In describing the practice of cartomancy among the poorer people of his own day, Robert Chambers declared his belief that, on the whole, its practitioners did good. They brought sympathy and consolation to people in distress and often gave good moral advice. Moreover, they did not present their readings as being fatalistic: “They always take care to point out what they term ’the cards of caution’, and impressively warn their clients from falling into the dangers those cards foreshadow, but do not positively foretell, for the dangers may be avoided by prudence and circumspection.”

This is a wise attitude for the present-day card-reader to adopt also. To delight in filling people’s minds with fear, by prophecies of inescapable doom and disaster, is irresponsible. Divination is meant to be helpful; otherwise there is no point in it.

The system of cartomancy given above is certainly a relic of olden days and at the same time eminently practical.

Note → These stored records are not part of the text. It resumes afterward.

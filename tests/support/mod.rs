//! Stub Binance upstream for integration tests.

#![allow(dead_code)]

use std::collections::HashMap;
use std::sync::atomic::{AtomicUsize, Ordering};
use std::sync::{Arc, Mutex};
use std::time::Duration;

use axum::extract::{Query, State};
use axum::http::{StatusCode, Uri};
use axum::response::{IntoResponse, Response};
use axum::{Json, Router};
use serde_json::json;
use tokio::net::TcpListener;

use binance_mcp::activity::MemoryActivityLog;
use binance_mcp::binance::{BinanceClient, MarketDataClient};
use binance_mcp::mcp::{BinanceServer, McpHandler, SurfaceRegistry};
use binance_mcp::symbols::SymbolResolver;
use binance_mcp::transport::TransportMode;

/// A request seen by the stub
#[derive(Debug, Clone)]
pub struct Hit {
    pub path: String,
    pub query: HashMap<String, String>,
}

#[derive(Clone)]
struct StubState {
    hits: Arc<AtomicUsize>,
    seen: Arc<Mutex<Vec<Hit>>>,
    failure: Option<(StatusCode, &'static str)>,
}

/// Symbol the stub holds open without answering
pub const STALLED_SYMBOL: &str = "HANGUSDT";

/// Ticker endpoints on an ephemeral local port
pub struct StubUpstream {
    pub base_url: String,
    hits: Arc<AtomicUsize>,
    seen: Arc<Mutex<Vec<Hit>>>,
}

impl StubUpstream {
    /// Answers every ticker endpoint with a canned 200 payload
    pub async fn start() -> Self {
        Self::spawn(None).await
    }

    /// Answers every request with `status` and `body`
    pub async fn failing(status: StatusCode, body: &'static str) -> Self {
        Self::spawn(Some((status, body))).await
    }

    async fn spawn(failure: Option<(StatusCode, &'static str)>) -> Self {
        let hits = Arc::new(AtomicUsize::new(0));
        let seen = Arc::new(Mutex::new(Vec::new()));
        let state = StubState {
            hits: hits.clone(),
            seen: seen.clone(),
            failure,
        };

        let app = Router::new().fallback(respond).with_state(state);
        let listener = TcpListener::bind("127.0.0.1:0").await.unwrap();
        let addr = listener.local_addr().unwrap();
        tokio::spawn(async move {
            axum::serve(listener, app).await.unwrap();
        });

        Self {
            base_url: format!("http://{}", addr),
            hits,
            seen,
        }
    }

    pub fn hits(&self) -> usize {
        self.hits.load(Ordering::SeqCst)
    }

    pub fn last_hit(&self) -> Option<Hit> {
        self.seen.lock().unwrap().last().cloned()
    }
}

async fn respond(
    State(state): State<StubState>,
    uri: Uri,
    Query(query): Query<HashMap<String, String>>,
) -> Response {
    state.hits.fetch_add(1, Ordering::SeqCst);
    state.seen.lock().unwrap().push(Hit {
        path: uri.path().to_string(),
        query: query.clone(),
    });

    if let Some((status, body)) = state.failure {
        return (status, body).into_response();
    }

    let symbol = query.get("symbol").cloned().unwrap_or_default();
    if symbol == STALLED_SYMBOL {
        tokio::time::sleep(Duration::from_secs(60)).await;
    }
    match uri.path() {
        "/api/v3/ticker/price" => Json(json!({
            "symbol": symbol,
            "price": "50000.00",
        }))
        .into_response(),
        "/api/v3/ticker/24hr" => Json(json!({
            "symbol": symbol,
            "priceChange": "-150.25",
            "priceChangePercent": "-1.2",
            "lastPrice": "50000.00",
            "count": 76,
        }))
        .into_response(),
        "/api/v3/ticker" => Json(json!({
            "symbol": symbol,
            "priceChange": "120.5",
            "priceChangePercent": "2.3",
            "openTime": 1499783499040u64,
        }))
        .into_response(),
        _ => (StatusCode::NOT_FOUND, "{\"code\":-1,\"msg\":\"unknown path\"}").into_response(),
    }
}

/// Server state wired to `base_url` with an in-memory activity log
pub fn server(base_url: &str) -> (BinanceServer, Arc<MemoryActivityLog>) {
    let activity = Arc::new(MemoryActivityLog::default());
    let resolver = Arc::new(SymbolResolver::builtin(activity.clone()));
    let client = BinanceClient::with_base_url(base_url).unwrap();
    let market = MarketDataClient::new(client, activity.clone());
    (BinanceServer::new(resolver, market, activity.clone()), activity)
}

pub fn handler(base_url: &str, mode: TransportMode) -> (McpHandler, Arc<MemoryActivityLog>) {
    let (server, activity) = server(base_url);
    let registry = Arc::new(SurfaceRegistry::new(server, mode));
    (McpHandler::new(registry), activity)
}
//! HTTP transport for MCP using Axum
//!
//! Streamable HTTP transport with JSON-RPC 2.0 protocol.
//! Session management with 30-minute timeout and a configurable session limit.

pub mod error;
pub mod handler;
pub mod session;

use axum::{http::HeaderName, routing::post, Router};
use std::time::Duration;
use tokio::net::TcpListener;
use tokio_util::sync::CancellationToken;
use tower::ServiceBuilder;
use tower_http::cors::{Any, CorsLayer};

use crate::config::HttpConfig;
use crate::mcp::McpHandler;
use handler::{handle_delete_session, handle_jsonrpc, AppState, MCP_SESSION_ID_HEADER};
use session::SessionStore;

const SESSION_SWEEP_INTERVAL: Duration = Duration::from_secs(60);

/// Build the MCP router
///
/// # Endpoints
/// - POST /mcp: JSON-RPC 2.0 endpoint
/// - DELETE /mcp: close a session
///
/// # CORS
/// Allows all origins and exposes `Mcp-Session-Id` to browser clients.
pub fn router(state: AppState) -> Router {
    let cors = CorsLayer::new()
        .allow_origin(Any)
        .allow_methods(Any)
        .allow_headers(Any)
        .expose_headers([HeaderName::from_static(MCP_SESSION_ID_HEADER)]);

    Router::new()
        .route("/mcp", post(handle_jsonrpc).delete(handle_delete_session))
        .layer(ServiceBuilder::new().layer(cors))
        .with_state(state)
}

/// Serve on an already bound listener until `shutdown` is cancelled
pub async fn serve(
    listener: TcpListener,
    state: AppState,
    shutdown: CancellationToken,
) -> std::io::Result<()> {
    tokio::spawn(sweep_sessions(state.sessions.clone(), shutdown.clone()));

    let app = router(state);
    axum::serve(listener, app)
        .with_graceful_shutdown(async move {
            shutdown.cancelled().await;
            tracing::info!("Shutting down HTTP server...");
        })
        .await
}

async fn sweep_sessions(sessions: SessionStore, shutdown: CancellationToken) {
    let mut interval = tokio::time::interval(SESSION_SWEEP_INTERVAL);
    loop {
        tokio::select! {
            _ = shutdown.cancelled() => break,
            _ = interval.tick() => {
                let removed = sessions.cleanup_expired_sessions();
                if removed > 0 {
                    tracing::debug!(removed, "Swept expired HTTP sessions");
                }
            }
        }
    }
}

/// Start HTTP server with MCP JSON-RPC endpoint
///
/// Runs until Ctrl+C.
pub async fn start_http_server(
    config: &HttpConfig,
    mcp: McpHandler,
) -> Result<(), Box<dyn std::error::Error>> {
    tracing::info!("Initializing HTTP MCP server...");

    let state = AppState::new(mcp, config.max_sessions);
    let listener = TcpListener::bind(config.addr).await?;
    let addr = listener.local_addr()?;

    tracing::info!("HTTP MCP server listening on {}", addr);
    tracing::info!("Endpoint: POST http://{}/mcp", addr);
    tracing::info!(
        max_sessions = config.max_sessions,
        timeout_minutes = session::SESSION_TIMEOUT_MINUTES,
        "Session management: Mcp-Session-Id header (UUID)"
    );

    let shutdown = CancellationToken::new();
    let signal = shutdown.clone();

    tokio::spawn(async move {
        match tokio::signal::ctrl_c().await {
            Ok(()) => {
                tracing::info!("Received shutdown signal (Ctrl+C)");
                signal.cancel();
            }
            Err(err) => {
                tracing::error!("Failed to listen for shutdown signal: {}", err);
            }
        }
    });

    serve(listener, state, shutdown).await?;

    tracing::info!("Server stopped");
    Ok(())
}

Village wise women have used it, and probably the English gypsies also, as the latter seem less acquainted with the Tarot cards than their Continental brothers and sisters.

It may be appropriate, therefore, to end this chapter by describing the correct way to carry out the old custom of ’crossing the gypsy’s hand with silver’. This is often referred to, but its real significance is little known. It is really a little ritual to ward off ill-luck, both from the diviner and the person whom the reading is for. Gypsies believe that silver is a sacred and magical metal, which wards off the evil eye. Today, unfortunately, the era of real silver coins is past and the coins we have to use are only an imitation of silver; but that is better than nothing.

The person who is seeking the reading should hold the coin between the thumb and fingers and make with it an X-shaped cross over the gypsy’s outstretched palm. Then they should place the coin in the centre of this imagined cross, and leave it not merely as a fee, but as an offering to the spirits who are believed to assist in divination. A true gypsy seer who was approached in this way, even if the enquirer could only afford a silver coin of small value, would try sincerely to give them a psychic message.